Stored records
▼

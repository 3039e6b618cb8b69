//! Database migration command.
//!
//! Migration files live in `crates/api/migrations/` and are embedded at
//! compile time, so the binary carries everything it needs.
//!
//! # Environment Variables
//!
//! - `TRADEPOST_DATABASE_URL` (or `DATABASE_URL`) - `PostgreSQL` connection string

use secrecy::SecretString;

use super::CliError;
use crate::commands::database_url;

/// Run all pending migrations.
///
/// # Errors
///
/// Returns an error if the database is unreachable or a migration fails.
pub async fn run() -> Result<(), CliError> {
    let url = database_url()?;

    tracing::info!("Connecting to database...");
    let pool = tradepost_api::db::create_pool(&SecretString::from(url)).await?;

    tracing::info!("Running migrations...");
    sqlx::migrate!("../api/migrations").run(&pool).await?;

    tracing::info!("Migrations complete");
    Ok(())
}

▲

-- Your assignment --
Copy out every line of the data in which the word "pool" is found.

-- Solution to this task --
    let pool = tradepost_api::db::create_pool(&SecretString::from(url)).await?;
    sqlx::migrate!("../api/migrations").run(&pool).await?;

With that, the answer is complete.